The second part of the course will discuss schemes, to introduce this important concept of modern mathematics. Office hours Tuesday pm, or by appointment. Syllabus Affine space, algebraic sets, Zariski topology, irreducible algebraic sets, affine varieties. The affine coordinate ring of an affine variety.

Regular functions. The dimension of an affine variety. Projective space, algebraic sets, Zariski topology, projective varieties. Relations between projective space and affine space. The homogeneous coordinate ring of a projective variety. Morphisms of varieties. The d-uple embedding and the Segre embedding. The ring of germs of regular functions, the field of rational functions of a variety. The product of two affine varieties. The product of two projective varieties. Rational maps, birational maps, birational equivalence.

The blow-up of an affine variety at a point. Singular and nonsingular points, regular local rings. Zariski tangent and cotangent spaces. Finite morphisms: definition and main properties the fibers of a finite morphisms are finite, a finite morphism is surjective, a finite morphism is a closed map, finiteness is a local property, projections are finite morphisms.

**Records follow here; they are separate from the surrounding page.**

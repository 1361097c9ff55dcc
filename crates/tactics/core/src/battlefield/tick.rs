//! Time-driven updates: per-frame [`Battlefield::advance`] and per-turn
//! [`Battlefield::end_turn`].

use super::Battlefield;
use crate::combat::select_mode;
use crate::events::CombatEvent;
use crate::state::{BehaviorState, EngagementMode, Position, UnitId};

impl Battlefield {
    /// Advances continuous simulation by `dt` seconds.
    ///
    /// Per unit on the map: fatigue follows the behaviour state, attackers
    /// whose target is gone stand down, the engagement mode is re-evaluated
    /// on its timer, moving units travel and routing units flee.
    pub fn advance(&mut self, dt: f32) {
        if dt <= 0.0 {
            return;
        }
        let ids: Vec<UnitId> = self
            .units
            .values()
            .filter(|unit| unit.is_active())
            .map(|unit| unit.id)
            .collect();

        for id in ids {
            let Some(unit) = self.units.get_mut(&id) else {
                continue;
            };
            if !unit.is_active() {
                // killed earlier in this tick
                continue;
            }
            let state = unit.behavior.state;
            unit.fatigue.advance(&state, dt, &self.config);

            match state {
                BehaviorState::Attacking { target } => {
                    if self.units.get(&target).is_some_and(|t| t.is_active()) {
                        self.refresh_engagement(id, dt);
                    } else {
                        tracing::trace!(unit = %id, target = %target, "target gone; standing down");
                        self.set_state(id, BehaviorState::Idle);
                    }
                }
                BehaviorState::Moving {
                    destination: Some(destination),
                } => self.advance_movement(id, destination, dt),
                BehaviorState::Moving { destination: None } => {
                    self.set_state(id, BehaviorState::Idle);
                }
                BehaviorState::Routing => {
                    if self.can_recover(id) {
                        self.set_state(id, BehaviorState::Idle);
                    } else {
                        self.flee(id, dt);
                    }
                }
                BehaviorState::Idle | BehaviorState::Defending => self.refresh_engagement(id, dt),
                BehaviorState::Dead => {}
            }
        }
    }

    /// Turn boundary: every living unit recovers morale, and routing units
    /// whose morale is restored return to Idle.
    pub fn end_turn(&mut self) {
        let recovery = self.config.morale_recovery_per_turn;
        let ids: Vec<UnitId> = self
            .units
            .values()
            .filter(|unit| !unit.is_dead())
            .map(|unit| unit.id)
            .collect();

        for id in ids {
            let Some(unit) = self.units.get_mut(&id) else {
                continue;
            };
            let delta = unit.set_morale(unit.morale + recovery);
            let morale = unit.morale;
            if delta != 0.0 {
                self.emit(CombatEvent::MoraleChanged { unit: id, morale });
            }
            if self.can_recover(id) {
                tracing::debug!(unit = %id, "unit rallied");
                self.set_state(id, BehaviorState::Idle);
            }
        }
    }

    /// A routing unit rallies once its morale is back above zero.
    fn can_recover(&self, id: UnitId) -> bool {
        self.units
            .get(&id)
            .is_some_and(|unit| unit.is_routing() && unit.morale > 0.0)
    }

    /// Re-evaluates melee/ranged on the engagement timer.
    fn refresh_engagement(&mut self, id: UnitId, dt: f32) {
        let interval = self.config.engagement_refresh_interval;
        let Some(unit) = self.units.get_mut(&id) else {
            return;
        };
        unit.behavior.engagement_refresh_in -= dt;
        if unit.behavior.engagement_refresh_in > 0.0 {
            return;
        }
        unit.behavior.engagement_refresh_in = interval;

        let Some(unit) = self.units.get(&id) else {
            return;
        };
        let mode = select_mode(
            self.ranged_weapon(unit).is_some(),
            self.engaged_distance(unit),
            &self.config,
        );
        if let Some(unit) = self.units.get_mut(&id) {
            if unit.behavior.engagement != mode {
                tracing::trace!(unit = %id, ranged = (mode == EngagementMode::Ranged), "engagement mode changed");
                unit.behavior.engagement = mode;
            }
        }
    }

    /// Moves a routing unit directly away from the nearest hostile unit.
    ///
    /// The threat is re-sampled every `flee_refresh_interval`; the step is
    /// clamped to the battle bounds and only crosses into a free tile.
    fn flee(&mut self, id: UnitId, dt: f32) {
        let interval = self.config.flee_refresh_interval;
        let needs_threat = match self.units.get_mut(&id) {
            Some(unit) => {
                unit.behavior.flee_refresh_in -= dt;
                unit.behavior.flee_from.is_none() || unit.behavior.flee_refresh_in <= 0.0
            }
            None => return,
        };
        if needs_threat {
            let threat = self.nearest_threat(id);
            if let Some(unit) = self.units.get_mut(&id) {
                unit.behavior.flee_refresh_in = interval;
                unit.behavior.flee_from = threat.or(unit.behavior.flee_from);
            }
        }

        let Some(unit) = self.units.get(&id) else {
            return;
        };
        let Some(threat) = unit.behavior.flee_from else {
            return;
        };
        let dx = unit.position.x - threat.x;
        let dy = unit.position.y - threat.y;
        let length = (dx * dx + dy * dy).sqrt();
        if length <= f32::EPSILON {
            return;
        }
        let step = unit.stats.movement * unit.fatigue.factor(&self.config) * dt;
        let mut next = Position::new(
            unit.position.x + dx / length * step,
            unit.position.y + dy / length * step,
            unit.position.elevation,
        );
        if let Some(bounds) = self.context.bounds() {
            next = bounds.clamp(next);
        }

        let current_tile = unit.tile;
        let next_tile = self.env.world().tile_at(next);
        match (current_tile, next_tile) {
            (Some(current), Some(tile)) if current != tile => {
                if self.check_tile(unit, tile).is_err() {
                    return;
                }
                if let Some(center) = self.env.world().tile_center(tile) {
                    next.elevation = center.elevation;
                }
                self.release_tile(current, id);
                self.occupancy.insert(tile, id);
                if let Some(unit) = self.units.get_mut(&id) {
                    unit.tile = Some(tile);
                    unit.position = next;
                }
            }
            (_, Some(_)) => {
                if let Some(unit) = self.units.get_mut(&id) {
                    unit.position = next;
                }
            }
            // stepping off the world
            (_, None) => {}
        }
    }

    fn nearest_threat(&self, id: UnitId) -> Option<Position> {
        let unit = self.units.get(&id)?;
        self.units
            .values()
            .filter(|other| other.faction != unit.faction && other.is_active())
            .map(|other| (unit.position.distance(&other.position), other.position))
            .min_by(|a, b| a.0.total_cmp(&b.0))
            .map(|(_, position)| position)
    }
}

#[cfg(test)]
mod tests {
    use std::sync::Arc;

    use super::*;
    use crate::env::{Biome, CatalogSnapshot, GridWorld, TileData, UnitTemplate};
    use crate::state::{BattleBounds, FactionId, TemplateId, TileIndex};
    use crate::stats::BaseStats;

    fn field() -> Battlefield {
        let world = GridWorld::new(6, 1, TileData::land(Biome::Plains));
        let soldier = UnitTemplate {
            base: BaseStats::new(5, 1, 10, 1.5, 1.0),
            max_morale: 50.0,
            morale_lost_per_health: 10.0,
            ..UnitTemplate::fallback(TemplateId::new("soldier"))
        };
        let catalog = CatalogSnapshot::new().with_template(soldier);
        Battlefield::builder(Arc::new(world), Arc::new(catalog))
            .battle(BattleBounds::new(0.0, 0.0, 5.0, 0.0))
            .build()
    }

    #[test]
    fn routing_unit_flees_from_enemy() {
        let mut field = field();
        let enemy = field
            .spawn_unit("soldier", FactionId(2), TileIndex(1))
            .unwrap();
        let coward = field
            .spawn_unit("soldier", FactionId(1), TileIndex(2))
            .unwrap();
        field.apply_damage(coward, 5, Some(enemy));
        assert!(field.unit(coward).unwrap().is_routing());

        field.advance(1.0);
        let unit = field.unit(coward).unwrap();
        assert!(unit.position.x > 2.0);
        assert_eq!(unit.behavior.flee_from.map(|p| p.x), Some(1.0));
    }

    #[test]
    fn flee_is_clamped_to_battle_bounds() {
        let mut field = field();
        field
            .spawn_unit("soldier", FactionId(2), TileIndex(4))
            .unwrap();
        let coward = field
            .spawn_unit("soldier", FactionId(1), TileIndex(5))
            .unwrap();
        field.apply_damage(coward, 5, None);
        for _ in 0..10 {
            field.advance(1.0);
        }
        let unit = field.unit(coward).unwrap();
        assert_eq!(unit.position.x, 5.0);
        assert_eq!(unit.tile, Some(TileIndex(5)));
    }

    #[test]
    fn end_turn_rallies_routing_units() {
        let mut field = field();
        let unit = field
            .spawn_unit("soldier", FactionId(1), TileIndex(0))
            .unwrap();
        field.apply_damage(unit, 5, None);
        assert!(field.unit(unit).unwrap().is_routing());

        field.end_turn();
        let unit = field.unit(unit).unwrap();
        assert_eq!(unit.morale, 10.0);
        assert_eq!(unit.behavior.state, BehaviorState::Idle);
    }

    #[test]
    fn attackers_stand_down_when_target_dies() {
        let mut field = field();
        let a = field
            .spawn_unit("soldier", FactionId(1), TileIndex(0))
            .unwrap();
        let b = field
            .spawn_unit("soldier", FactionId(2), TileIndex(1))
            .unwrap();
        field.attack(a, b).unwrap();
        field.apply_damage(b, 100, None);
        field.advance(0.1);
        assert_eq!(field.unit(a).unwrap().behavior.state, BehaviorState::Idle);
    }
}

Presheaves and sheaves of abelian groups. Morphisms of sheaves. The sheaf associated to a presheaf. Kernel, cokernel and image of a morphism of sheaves. Subsheaves and quotient sheaves. Direct images and inverse images of sheaves. Ringed spaces, locally ringed spaces. The spectrum of a ring, affine schemes, distinguished open subsets. Morphisms of affine schemes. Schemes, morphisms of schemes. Glueing of schemes, glueing of morphisms of schemes.

The Proj of a graded ring. Subschemes: open immersions, open subschemes, closed immersions, closed subschemes. Basic properties of schemes and morphisms: connected schemes, reduced schemes, irreducible schemes, integral schemes, locally noetherian schemes.

Morphisms locally of finite type, of finite type, finite. Fibred product of schemes, fibres of a morphism of schemes, families of schemes. Normal schemes: the normalization of an integral scheme. Separated schemes, separated morphisms. The valuative criterion of separatedness. Textbooks S. Hartshorne, "Algebraic Geometry", Springer-Verlag, Other useful references D.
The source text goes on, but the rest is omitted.